I was right. What I didn't anticipate was just how challenging it would be.

This time of year, I mainly try to avoid thinking about the date, what it represents, and the impact it has on me and the many people I love. I do my utmost to avoid getting caught in conversations pertaining to January 26. I steer clear of socials. And more recently, I will confess, I haven't read about what others have to say. I only became aware of my avoidance when I began to put my fingers on the keyboard.  

In my experience, confronting your fears is the only way to diminish their power over you. So that's what I'm doing. I am no longer avoiding. 

When I think about this date and what it represents, my body temperature rises. My breath becomes shallow. I can feel a burning in my belly. I want to scream, but am unable to find my voice. Without even speaking, I already feel silenced. I have no words. Almost simultaneously, I feel defeated and ashamed. Then comes the grief. That's what I am avoiding. The shame. The grief. 

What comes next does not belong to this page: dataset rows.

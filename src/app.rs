//! 应用状态
//!
//! `App` 组合同步控制器与各 UI 状态。控制器是任务列表的唯一持有者，
//! 这里只做两件事：把按键翻译成控制器操作，把操作结果翻译成 Toast。

use std::time::{Duration, Instant};

use ratatui::widgets::ListState;

use crate::controller::SyncController;
use crate::model::Task;
use crate::theme::{get_theme_colors, Theme, ThemeColors};
use crate::ui::components::task_form::FormState;

/// Toast 默认展示时长
const TOAST_DURATION: Duration = Duration::from_secs(3);

/// Toast 类型（决定边框颜色）
#[derive(Debug, Clone, Copy, PartialEq, Eq)]
pub enum ToastKind {
    Info,
    Error,
}

/// Toast 消息
#[derive(Debug, Clone)]
pub struct Toast {
    pub message: String,
    pub kind: ToastKind,
    pub expires_at: Instant,
}

impl Toast {
    pub fn new(message: impl Into<String>, kind: ToastKind, duration: Duration) -> Self {
        Self {
            message: message.into(),
            kind,
            expires_at: Instant::now() + duration,
        }
    }

    pub fn is_expired(&self) -> bool {
        Instant::now() >= self.expires_at
    }
}

/// 焦点区域
#[derive(Debug, Clone, Copy, PartialEq, Eq)]
pub enum Focus {
    List,
    Form,
}

/// 应用状态
pub struct App {
    pub controller: SyncController,
    /// 列表选中状态
    pub list_state: ListState,
    /// 表单草稿状态
    pub form: FormState,
    /// 当前焦点
    pub focus: Focus,
    /// Toast 提示
    pub toast: Option<Toast>,
    /// 当前颜色方案
    pub colors: ThemeColors,
    /// 标题栏展示的后端标识（地址或 "demo"）
    pub server_label: String,
    /// 退出标记
    pub should_quit: bool,
}

impl App {
    /// 创建应用并完成首次加载；首次 list 失败时列表保持为空，仅提示错误
    pub fn new(controller: SyncController, server_label: impl Into<String>, theme: Theme) -> Self {
        let mut app = Self {
            controller,
            list_state: ListState::default(),
            form: FormState::new(),
            focus: Focus::List,
            toast: None,
            colors: get_theme_colors(theme),
            server_label: server_label.into(),
            should_quit: false,
        };

        if let Err(e) = app.controller.refresh() {
            app.show_error(format!("Error fetching tasks: {e}"));
        }
        app.ensure_selection();
        app.sync_form();
        app
    }

    // === Toast ===

    /// 显示普通 Toast 消息
    pub fn show_toast(&mut self, message: impl Into<String>) {
        self.toast = Some(Toast::new(message, ToastKind::Info, TOAST_DURATION));
    }

    /// 显示错误 Toast 消息
    pub fn show_error(&mut self, message: impl Into<String>) {
        self.toast = Some(Toast::new(message, ToastKind::Error, TOAST_DURATION));
    }

    /// 清除过期的 Toast
    pub fn update_toast(&mut self) {
        if let Some(ref toast) = self.toast {
            if toast.is_expired() {
                self.toast = None;
            }
        }
    }

    // === 列表选择 ===

    /// 当前选中的任务
    pub fn selected_task(&self) -> Option<&Task> {
        let index = self.list_state.selected()?;
        self.controller.tasks().get(index)
    }

    /// 确保列表有合法选中项（列表为空时清空选择）
    pub fn ensure_selection(&mut self) {
        let len = self.controller.tasks().len();
        if len == 0 {
            self.list_state.select(None);
            return;
        }
        match self.list_state.selected() {
            Some(i) if i < len => {}
            // 删除末尾项后选中项可能越界，收缩到最后一项
            Some(_) => self.list_state.select(Some(len - 1)),
            None => self.list_state.select(Some(0)),
        }
    }

    /// 选中下一项
    pub fn select_next(&mut self) {
        let len = self.controller.tasks().len();
        if len == 0 {
            return;
        }
        let next = match self.list_state.selected() {
            Some(i) => (i + 1) % len,
            None => 0,
        };
        self.list_state.select(Some(next));
    }

    /// 选中上一项
    pub fn select_previous(&mut self) {
        let len = self.controller.tasks().len();
        if len == 0 {
            return;
        }
        let prev = match self.list_state.selected() {
            Some(0) | None => len - 1,
            Some(i) => i - 1,
        };
        self.list_state.select(Some(prev));
    }

    // === 表单同步 ===

    /// 表单代数落后于控制器时，用编辑目标（或默认值）重置表单
    pub fn sync_form(&mut self) {
        let generation = self.controller.form_generation();
        if self.form.seen_generation != generation {
            self.form.reset(self.controller.editing(), generation);
        }
    }

    // === 控制器操作封装（失败统一转 Toast，状态保持原样）===

    /// 手动刷新任务列表
    pub fn refresh_tasks(&mut self) {
        match self.controller.refresh() {
            Ok(()) => self.show_toast("Tasks refreshed"),
            Err(e) => self.show_error(format!("Error fetching tasks: {e}")),
        }
        self.ensure_selection();
    }

    /// 以选中任务为目标进入编辑模式
    pub fn begin_edit_selected(&mut self) {
        let Some(task) = self.selected_task().cloned() else {
            return;
        };
        self.controller.begin_edit(task);
        self.sync_form();
        self.focus = Focus::Form;
    }

    /// 进入新建模式（清掉可能存在的编辑目标）
    pub fn begin_create(&mut self) {
        self.controller.cancel_edit();
        self.sync_form();
        self.focus = Focus::Form;
    }

    /// 删除选中任务（无确认，立即执行）
    pub fn delete_selected(&mut self) {
        let Some(task) = self.selected_task().cloned() else {
            return;
        };
        match self.controller.remove(task.id) {
            Ok(()) => self.show_toast(format!("Deleted task #{}", task.id)),
            Err(e) => self.show_error(format!("Error deleting task: {e}")),
        }
        self.ensure_selection();
    }

    /// 提交表单，成功后焦点回到列表
    pub fn submit_form(&mut self) {
        let draft = self.form.draft();
        let updating = self.controller.editing().is_some();
        match self.controller.submit(&draft) {
            Ok(()) => {
                if updating {
                    self.show_toast("Task updated");
                } else {
                    self.show_toast("Task created");
                    // 新建的任务追加在末尾，顺手选中它
                    let len = self.controller.tasks().len();
                    self.list_state.select(Some(len - 1));
                }
                self.focus = Focus::List;
            }
            Err(e) => {
                let verb = if updating { "updating" } else { "adding" };
                self.show_error(format!("Error {verb} task: {e}"));
            }
        }
        self.sync_form();
        self.ensure_selection();
    }

    /// 取消编辑，表单回到默认值，焦点回到列表
    pub fn cancel_form(&mut self) {
        self.controller.cancel_edit();
        self.sync_form();
        self.focus = Focus::List;
    }
}

#[cfg(test)]
mod tests {
    use super::*;
    use crate::model::TaskDraft;
    use crate::store::MemoryStore;

    fn app_with(tasks: Vec<Task>) -> App {
        let controller = SyncController::new(Box::new(MemoryStore::with_tasks(tasks)));
        App::new(controller, "test", Theme::Dark)
    }

    fn task(id: i64, title: &str) -> Task {
        Task {
            id,
            title: title.to_string(),
            description: "d".to_string(),
            status: "TODO".to_string(),
            created_at: None,
        }
    }

    #[test]
    fn test_new_loads_and_selects_first() {
        let app = app_with(vec![task(1, "a"), task(2, "b")]);
        assert_eq!(app.controller.tasks().len(), 2);
        assert_eq!(app.list_state.selected(), Some(0));
    }

    #[test]
    fn test_selection_wraps() {
        let mut app = app_with(vec![task(1, "a"), task(2, "b")]);
        app.select_next();
        assert_eq!(app.list_state.selected(), Some(1));
        app.select_next();
        assert_eq!(app.list_state.selected(), Some(0));
        app.select_previous();
        assert_eq!(app.list_state.selected(), Some(1));
    }

    #[test]
    fn test_begin_edit_populates_form_and_moves_focus() {
        let mut app = app_with(vec![task(1, "First Task")]);
        app.begin_edit_selected();

        assert_eq!(app.focus, Focus::Form);
        assert_eq!(app.form.title, "First Task");
        assert_eq!(app.controller.editing().map(|t| t.id), Some(1));
    }

    #[test]
    fn test_begin_create_resets_stale_draft() {
        let mut app = app_with(vec![task(1, "First Task")]);
        app.begin_edit_selected();
        app.form.title = "half edited".to_string();

        app.begin_create();
        assert!(app.form.title.is_empty());
        assert!(app.controller.editing().is_none());
        assert_eq!(app.focus, Focus::Form);
    }

    #[test]
    fn test_submit_create_selects_new_task() {
        let mut app = app_with(vec![task(1, "a")]);
        app.begin_create();
        app.form.title = "fresh".to_string();
        app.form.description = "desc".to_string();

        app.submit_form();
        assert_eq!(app.controller.tasks().len(), 2);
        assert_eq!(app.list_state.selected(), Some(1));
        assert_eq!(app.focus, Focus::List);
        // 提交完成后表单回到新建默认值
        assert!(app.form.title.is_empty());
    }

    #[test]
    fn test_failed_submit_keeps_draft_and_focus() {
        let mut app = app_with(vec![task(1, "a")]);
        app.begin_create();
        app.form.description = "desc only, no title".to_string();

        // MemoryStore 会因 title 为空而拒绝
        app.submit_form();
        assert_eq!(app.controller.tasks().len(), 1);
        assert_eq!(app.focus, Focus::Form);
        assert_eq!(app.form.description, "desc only, no title");
        assert!(app.toast.is_some());
    }

    #[test]
    fn test_delete_clamps_selection() {
        let mut app = app_with(vec![task(1, "a"), task(2, "b")]);
        app.select_next();
        app.delete_selected(); // 删除 #2，选中项越界
        assert_eq!(app.controller.tasks().len(), 1);
        assert_eq!(app.list_state.selected(), Some(0));
    }

    #[test]
    fn test_cancel_form_restores_list_focus() {
        let mut app = app_with(vec![task(1, "a")]);
        app.begin_edit_selected();
        app.form.title = "scratch".to_string();

        app.cancel_form();
        assert_eq!(app.focus, Focus::List);
        assert!(app.controller.editing().is_none());
        assert!(app.form.title.is_empty());
    }

    #[test]
    fn test_edit_then_submit_updates_in_place() {
        let mut app = app_with(vec![task(1, "a"), task(2, "b")]);
        app.select_next();
        app.begin_edit_selected();
        app.form.title = "b2".to_string();
        app.form.status = "Completed".to_string();

        app.submit_form();
        let tasks = app.controller.tasks();
        assert_eq!(tasks.len(), 2);
        assert_eq!(tasks[1].id, 2);
        assert_eq!(tasks[1].title, "b2");
        assert_eq!(tasks[1].status, "Completed");
    }

    #[test]
    fn test_draft_round_trip() {
        let mut app = app_with(vec![]);
        app.begin_create();
        app.form.title = "t".to_string();
        app.form.description = "d".to_string();
        app.form.cycle_status(1);
        assert_eq!(
            app.form.draft(),
            TaskDraft {
                title: "t".to_string(),
                description: "d".to_string(),
                status: "in-progress".to_string(),
            }
        );
    }
}
pub mod task;

pub use task::{Task, TaskDraft, STATUS_OPTIONS};
pub mod footer;
pub mod header;
pub mod task_form;
pub mod task_list;
pub mod toast;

I am a descendant of the Wiradjuri people, a nation of people who are woven together by three rivers in central New South Wales. I am also a descendant of Colonisers. I am a Mother. I am an Auntie and I am fearful for what it means to future generations that we live in a country so lacking in empathy and concern for one another that insist on celebrating a day that marks the anniversary of genocide, loss of language, loss of culture, loss of land and loss of sacred knowledge on how to care for that land.

Colonisation is not just something that occurred in the past, it continues today. It’s steadfast in its approach, and its consequences affect each and every one of us. I struggle to see how we as a nation can make any real headway towards closing the gap around urgent national issues such as deaths in custody, the over-representation of First Nation peoples in custody, suicide rates, and displaced children, while the system continues to perpetuate the legacies of colonialism.  

January 26th doesn’t just mark a day in the past. It’s a statement that the nation consents to the continuation of colonisation.